After the above alterations, the average human
performance over all time points of the condition
“support” was compared with the average human
performance of the first condition “no support”, where
“support” (M+ = .8714, SD+ = .0569) was found
significantly higher than “no support” (M− = .8541,
SD− = .0667), with t(df = 5632) = 10.46, p = 0. Hence
significant improvements were found comparing the
first and the second condition. Finally, subjective data
based on a questionnaire pointed out that the
participant preferred the “support” condition above that
of the “no support” condition.
5. Verification
In addition to this validation, the results of the
experiment have been analysed in more detail by
converting them into formally specified traces (i.e.,
sequences of events over time), and checking relevant
properties, expressed as temporal logical expressions,
against these traces. To this end, a number of
properties were logically formalised in the language
TTL [3]. This predicate logical language supports
formal specification and analysis of dynamic
properties. TTL is built on atoms referring to states of
the world, time points and traces, i.e. trajectories of
states over time. In addition, dynamic properties are
temporal statements that can be formulated with
respect to traces based on the state ontology Ont in the
following manner. Given a trace γ over state ontology
Ont, the state in γ at time point t is denoted by state(γ, t). These states can be related to state properties via the
formally defined satisfaction relation denoted by the
infix predicate |=, comparable to the Holds-predicate in
the Situation Calculus: state(γ, t) |= p denotes that state
property p holds in trace γ at time t.
Based on these statements, dynamic properties can
be formulated in a formal manner in a sorted first-order
predicate logic, using quantifiers over time and traces
and the usual first-order logical connectives such as ¬,
∧, ∨, ⇒, ∀, ∃. To give a simple example, the property
‘there is a time point t in trace 1 at which the estimated
attention level of space {1,2} is 0.5’ is formalised as
follows (see [3] for more details):
∃t:TIME state(trace1,t) |= belief(has_value(av(1,2), 0.5))

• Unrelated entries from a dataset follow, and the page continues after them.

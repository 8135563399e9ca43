//! Inline HTML for the authorization login form and error pages

/// Hidden values the login form must echo back unchanged on submission
pub struct LoginFormValues<'a> {
    pub client_id: &'a str,
    pub redirect_uri: &'a str,
    pub response_type: &'a str,
    pub scope: &'a str,
    pub state: Option<&'a str>,
    pub code_challenge: Option<&'a str>,
}

/// Login form shown for a valid authorization request
pub fn login_page(values: &LoginFormValues) -> String {
    let mut hidden = format!(
        r#"<input type="hidden" name="client_id" value="{}">
            <input type="hidden" name="redirect_uri" value="{}">
            <input type="hidden" name="response_type" value="{}">
            <input type="hidden" name="scope" value="{}">"#,
        html_escape(values.client_id),
        html_escape(values.redirect_uri),
        html_escape(values.response_type),
        html_escape(values.scope),
    );
    if let Some(state) = values.state {
        hidden.push_str(&format!(
            "\n            <input type=\"hidden\" name=\"state\" value=\"{}\">",
            html_escape(state)
        ));
    }
    if let Some(challenge) = values.code_challenge {
        hidden.push_str(&format!(
            "\n            <input type=\"hidden\" name=\"code_challenge\" value=\"{}\">",
            html_escape(challenge)
        ));
    }

    format!(
        r#"<!DOCTYPE html>
<html lang="en">
<head>
    <meta charset="UTF-8">
    <meta name="viewport" content="width=device-width, initial-scale=1.0">
    <title>Authorization</title>
    <style>{}</style>
</head>
<body>
    <div class="container">
        <h1>Authorization</h1>
        <form action="/authorize" method="POST">
            <div class="field">
                <label for="username">Username</label>
                <input type="text" id="username" name="username" required>
            </div>
            <div class="field">
                <label for="password">Password</label>
                <input type="password" id="password" name="password" required>
            </div>
            <button type="submit">Login</button>
            {}
        </form>
    </div>
</body>
</html>"#,
        CSS_STYLES, hidden
    )
}

/// Bare error page for requests that never reach a redirect
pub fn error_page(title: &str, message: &str) -> String {
    format!(
        r#"<!DOCTYPE html>
<html lang="en">
<head>
    <meta charset="UTF-8">
    <meta name="viewport" content="width=device-width, initial-scale=1.0">
    <title>{}</title>
    <style>{}</style>
</head>
<body>
    <div class="container">
        <h1>{}</h1>
        <p>{}</p>
    </div>
</body>
</html>"#,
        html_escape(title),
        CSS_STYLES,
        html_escape(title),
        html_escape(message)
    )
}

/// Escape HTML special characters
fn html_escape(s: &str) -> String {
    s.replace('&', "&amp;")
        .replace('<', "&lt;")
        .replace('>', "&gt;")
        .replace('"', "&quot;")
        .replace('\'', "&#x27;")
}

const CSS_STYLES: &str = r#"
* {
    box-sizing: border-box;
}
body {
    font-family: -apple-system, BlinkMacSystemFont, "Segoe UI", Roboto, sans-serif;
    background: #f4f4f5;
    color: #18181b;
    margin: 0;
    padding: 24px;
    min-height: 100vh;
    display: flex;
    align-items: center;
    justify-content: center;
}
.container {
    background: #fff;
    padding: 32px;
    border-radius: 8px;
    max-width: 360px;
    width: 100%;
    border: 1px solid #e4e4e7;
}
h1 {
    margin: 0 0 16px 0;
    font-size: 20px;
}
p {
    color: #52525b;
    margin: 0;
    line-height: 1.5;
}
.field {
    margin-bottom: 16px;
}
label {
    display: block;
    margin-bottom: 6px;
    font-size: 14px;
}
input {
    width: 100%;
    padding: 10px;
    border: 1px solid #d4d4d8;
    border-radius: 4px;
    font-size: 15px;
}
input:focus {
    outline: none;
    border-color: #2563eb;
}
button {
    display: block;
    width: 100%;
    padding: 12px;
    background: #2563eb;
    color: #fff;
    border: none;
    border-radius: 4px;
    font-size: 15px;
    cursor: pointer;
}
button:hover {
    background: #1d4ed8;
}
"#;
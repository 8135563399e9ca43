//! `/introspect`: token introspection modeled on RFC 7662
//!
//! Callers authenticate with Basic credentials or a Bearer access token and,
//! when an introspect group is configured, must belong to it. The caller
//! check never touches the token named in the request body.

use std::sync::Arc;

use axum::{
    extract::{Form, State},
    http::{HeaderMap, StatusCode},
    response::{IntoResponse, Response},
    Json,
};
use serde::{Deserialize, Serialize};

use crate::auth;
use crate::AppState;

/// Introspection request, form-encoded
#[derive(Debug, Deserialize)]
pub struct IntrospectRequest {
    #[serde(default)]
    pub token: Option<String>,
}

/// Introspection response for a token found in the store
#[derive(Debug, Serialize)]
pub struct IntrospectionResponse {
    pub active: bool,
    pub scope: String,
    /// Absent for password-grant tokens, which have no owning application
    #[serde(skip_serializing_if = "Option::is_none")]
    pub client_id: Option<String>,
    pub username: String,
    /// "grant", "access", or "renewal"
    pub token_type: String,
    /// Expiration, unix seconds
    pub exp: i64,
    /// Issue time, unix seconds
    pub iat: i64,
}

/// Handler for `POST /introspect`
pub async fn handler(
    State(state): State<Arc<AppState>>,
    headers: HeaderMap,
    Form(request): Form<IntrospectRequest>,
) -> Response {
    let Some(principal) = auth::authenticate_request(&state.verifier, &state.tokens, &headers)
    else {
        return (
            StatusCode::UNAUTHORIZED,
            [("WWW-Authenticate", auth::WWW_AUTHENTICATE)],
        )
            .into_response();
    };

    if let Some(group) = state.config.introspect_group.as_deref() {
        if !principal.groups.iter().any(|g| g == group) {
            tracing::warn!(
                "\"{}\" is not in the \"{}\" group required to introspect",
                principal.identity.username,
                group
            );
            return StatusCode::FORBIDDEN.into_response();
        }
    }

    let Some(token_value) = request.token.as_deref() else {
        tracing::error!("Introspection request without a token");
        return StatusCode::BAD_REQUEST.into_response();
    };

    // Unknown and expired tokens both land here; expired ones were evicted
    // by the lookup
    let Some(token) = state.tokens.find(token_value) else {
        tracing::error!(
            "\"{}\" introspected an unknown token",
            principal.identity.username
        );
        return StatusCode::BAD_REQUEST.into_response();
    };

    tracing::info!(
        "\"{}\" introspected a {} token for \"{}\"",
        principal.identity.username,
        token.kind.as_str(),
        token.user.username
    );

    (
        StatusCode::OK,
        Json(IntrospectionResponse {
            active: token.is_active(),
            scope: token.scope.clone(),
            client_id: token.application.as_ref().map(|app| app.client_id.clone()),
            username: token.user.username.clone(),
            token_type: token.kind.as_str().to_string(),
            exp: token.expires_at.timestamp(),
            iat: token.created_at.timestamp(),
        }),
    )
        .into_response()
}
//! `/token`: exchanges grants and resource owner credentials for access
//! tokens
//!
//! Supports the `authorization_code` grant (with PKCE verification when the
//! grant carries a challenge) and the `password` grant.

use std::sync::Arc;

use axum::{
    extract::{Form, State},
    http::StatusCode,
    response::{IntoResponse, Response},
    Json,
};
use serde::{Deserialize, Serialize};

use crate::oauth::authorize::DEFAULT_SCOPE;
use crate::pkce;
use crate::tokens::{TokenGenerationError, TokenKind};
use crate::AppState;

/// Token request (RFC 6749 Section 4.1.3 / 4.3.2), form-encoded
#[derive(Debug, Deserialize)]
pub struct TokenRequest {
    #[serde(default)]
    pub grant_type: Option<String>,
    // authorization_code grant
    #[serde(default)]
    pub client_id: Option<String>,
    #[serde(default)]
    pub redirect_uri: Option<String>,
    #[serde(default)]
    pub code: Option<String>,
    #[serde(default)]
    pub code_verifier: Option<String>,
    // password grant
    #[serde(default)]
    pub username: Option<String>,
    #[serde(default)]
    pub password: Option<String>,
    #[serde(default)]
    pub scope: Option<String>,
}

/// Successful token response
#[derive(Debug, Serialize)]
pub struct TokenResponse {
    pub access_token: String,
    pub token_type: String,
    pub expires_in: u64,
}

/// Error response (RFC 6749 Section 5.2)
#[derive(Debug, Serialize)]
pub struct TokenError {
    pub error: String,
    #[serde(skip_serializing_if = "Option::is_none")]
    pub error_description: Option<String>,
}

/// Handler for `POST /token`
pub async fn handler(
    State(state): State<Arc<AppState>>,
    Form(request): Form<TokenRequest>,
) -> Response {
    match request.grant_type.as_deref() {
        Some("authorization_code") => exchange_authorization_code(&state, &request),
        Some("password") => password_grant(&state, &request),
        Some(other) => {
            tracing::error!("Unsupported grant_type \"{}\" in token request", other);
            error_response(
                StatusCode::BAD_REQUEST,
                "unsupported_grant_type",
                "Only authorization_code and password grants are supported.",
            )
        }
        None => {
            tracing::error!("Token request without a grant_type");
            error_response(
                StatusCode::BAD_REQUEST,
                "invalid_request",
                "Missing grant_type.",
            )
        }
    }
}

/// Redeem an authorization code for an access token
fn exchange_authorization_code(state: &AppState, request: &TokenRequest) -> Response {
    let client_id = match request.client_id.as_deref() {
        Some(id) => id,
        None => {
            tracing::error!("Token request without a client_id");
            return error_response(
                StatusCode::BAD_REQUEST,
                "invalid_request",
                "Missing client_id.",
            );
        }
    };
    let code = match request.code.as_deref() {
        Some(code) => code,
        None => {
            tracing::error!("Token request without a code");
            return error_response(StatusCode::BAD_REQUEST, "invalid_request", "Missing code.");
        }
    };

    // Everything from here down answers with the same invalid_grant body, so
    // a caller cannot tell an unknown client from an unknown or foreign code
    let Some(app) = state.registry.find(client_id, request.redirect_uri.as_deref()) else {
        tracing::error!("Unknown client \"{}\" in token request", client_id);
        return invalid_grant();
    };

    // Expired grants are evicted by the lookup itself and come back as None
    let Some(grant) = state.tokens.find(code) else {
        tracing::error!("Unknown or expired code in token request from \"{}\"", client_id);
        return invalid_grant();
    };

    if grant.kind != TokenKind::Grant {
        tracing::error!("Token offered as a code by \"{}\" is not a grant", client_id);
        return invalid_grant();
    }

    let owner_matches = grant
        .application
        .as_ref()
        .is_some_and(|owner| Arc::ptr_eq(owner, &app));
    if !owner_matches {
        tracing::error!("Code in token request was issued to another client");
        return invalid_grant();
    }

    // A failed PKCE check leaves the grant in place; only a successful
    // exchange consumes it
    if let Some(challenge) = grant.challenge.as_deref() {
        match request.code_verifier.as_deref() {
            Some(verifier) if pkce::verify(challenge, verifier) => {}
            Some(_) => {
                tracing::error!("Incorrect code_verifier in token request from \"{}\"", client_id);
                return invalid_grant();
            }
            None => {
                tracing::error!("Token request from \"{}\" is missing its code_verifier", client_id);
                return invalid_grant();
            }
        }
    }

    let access_token = match state.tokens.create(
        TokenKind::Access,
        Some(Arc::clone(&app)),
        grant.user,
        grant.scope,
    ) {
        Ok(token) => token,
        Err(err) => return generation_failed(err),
    };

    // The grant is consumed only once the access token exists
    state.tokens.remove(code);

    tracing::info!("Exchanged grant for access token for client \"{}\"", app.client_id);
    token_response(state, access_token)
}

/// Issue an access token directly from resource owner credentials
fn password_grant(state: &AppState, request: &TokenRequest) -> Response {
    let (username, password) = match (request.username.as_deref(), request.password.as_deref()) {
        (Some(username), Some(password)) => (username, password),
        _ => {
            tracing::error!("Password grant without a username or password");
            return error_response(
                StatusCode::BAD_REQUEST,
                "invalid_request",
                "Missing username or password.",
            );
        }
    };

    let Some(identity) = state.verifier.verify(username, password) else {
        tracing::info!("Password grant login failed for \"{}\"", username);
        return invalid_grant();
    };

    let subject = identity.username.clone();
    let scope = request.scope.as_deref().unwrap_or(DEFAULT_SCOPE);

    match state.tokens.create(TokenKind::Access, None, identity, scope) {
        Ok(access_token) => {
            tracing::info!("Issued access token to \"{}\" via password grant", subject);
            token_response(state, access_token)
        }
        Err(err) => generation_failed(err),
    }
}

fn token_response(state: &AppState, access_token: String) -> Response {
    (
        StatusCode::OK,
        Json(TokenResponse {
            access_token,
            token_type: "access".to_string(),
            expires_in: state.config.max_token_life_secs,
        }),
    )
        .into_response()
}

/// The shared wrong-value answer for the token endpoint
fn invalid_grant() -> Response {
    error_response(StatusCode::BAD_REQUEST, "invalid_grant", "Invalid grant.")
}

fn generation_failed(err: TokenGenerationError) -> Response {
    tracing::error!("Unable to create access token: {}", err);
    error_response(
        StatusCode::INTERNAL_SERVER_ERROR,
        "server_error",
        "Unable to create access token.",
    )
}

fn error_response(status: StatusCode, error: &str, description: &str) -> Response {
    (
        status,
        Json(TokenError {
            error: error.to_string(),
            error_description: Some(description.to_string()),
        }),
    )
        .into_response()
}
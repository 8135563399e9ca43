//! Shared state and HTTP plumbing for the authorization server

use std::sync::Arc;

use anyhow::Context;
use axum::{
    routing::{get, post},
    Router,
};
use tokio::signal;
use tower_http::trace::TraceLayer;
use uuid::Uuid;

use crate::auth::CredentialVerifier;
use crate::config::Config;
use crate::oauth;
use crate::oauth::metadata::ServerMetadata;
use crate::registry::{AppRegistry, Application};
use crate::tokens::TokenStore;

/// Shared application state
pub struct AppState {
    pub config: Config,
    pub registry: AppRegistry,
    pub tokens: TokenStore,
    pub verifier: CredentialVerifier,
    /// Serialized RFC 8414 document, built once at startup
    pub metadata: String,
}

impl AppState {
    /// Build runtime state from a loaded configuration
    pub fn from_config(config: Config) -> anyhow::Result<Self> {
        let registry = AppRegistry::new();
        for entry in &config.applications {
            let mut application =
                Application::new(entry.client_id.clone(), entry.redirect_uri.clone());
            application.client_name = entry.client_name.clone();
            registry.register(application);
        }

        // A fresh secret per process unless one is pinned in config
        let secret = config
            .secret
            .clone()
            .unwrap_or_else(|| Uuid::new_v4().to_string());
        let tokens = TokenStore::new(
            secret,
            config.max_grant_life_secs,
            config.max_token_life_secs,
        );

        let verifier =
            CredentialVerifier::new(config.users.clone(), config.test_password.clone());

        let metadata = serde_json::to_string(&ServerMetadata::from_config(&config))
            .context("Failed to serialize server metadata")?;

        Ok(Self {
            config,
            registry,
            tokens,
            verifier,
            metadata,
        })
    }
}

/// Build the HTTP router with every endpoint attached
pub fn router(state: Arc<AppState>) -> Router {
    Router::new()
        // Authorization endpoint
        .route("/authorize", get(oauth::authorize::get_handler))
        .route("/authorize", post(oauth::authorize::post_handler))
        // Token endpoint
        .route("/token", post(oauth::token::handler))
        // Token introspection
        .route("/introspect", post(oauth::introspect::handler))
        // Dynamic client registration (RFC 7591)
        .route("/register", post(oauth::registration::handler))
        // Server metadata (RFC 8414), served at both discovery paths
        .route(
            "/.well-known/oauth-authorization-server",
            get(oauth::metadata::handler),
        )
        .route(
            "/.well-known/openid-configuration",
            get(oauth::metadata::handler),
        )
        .layer(TraceLayer::new_for_http())
        .with_state(state)
}

/// Resolves when the process receives Ctrl+C or SIGTERM
pub async fn shutdown_signal() {
    let ctrl_c = async {
        signal::ctrl_c()
            .await
            .expect("failed to install Ctrl+C handler");
    };

    #[cfg(unix)]
    let terminate = async {
        signal::unix::signal(signal::unix::SignalKind::terminate())
            .expect("failed to install signal handler")
            .recv()
            .await;
    };

    #[cfg(not(unix))]
    let terminate = std::future::pending::<()>();

    tokio::select! {
        _ = ctrl_c => {},
        _ = terminate => {},
    }

    tracing::info!("Shutdown signal received");
}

Below, a number of such dynamic properties that
are relevant to check the agent’s attention manipulation
are formalised in TTL. To this end, some abbreviations
are defined:
discrepancy_at(γ:TRACE, t:TIME, x,y:COORDINATE) ≡
∃a,h:REAL estimated_attention_at(γ,t,x,y,a) &
state(γ,t) |= desire(has_value(av(x,y), h)) & a<h
This predicate states that at time point t in trace γ, there is a discrepancy at space {x,y}. This is the case
when the estimated attention at this space is smaller
than the desired attention. Next, abbreviation
estimated_attention_at is defined:
estimated_attention_at(γ:TRACE,t:TIME,
x,y:COORDINATE, a:REAL)
≡ state(γ,t) |= belief(has_value(av(x,y),a))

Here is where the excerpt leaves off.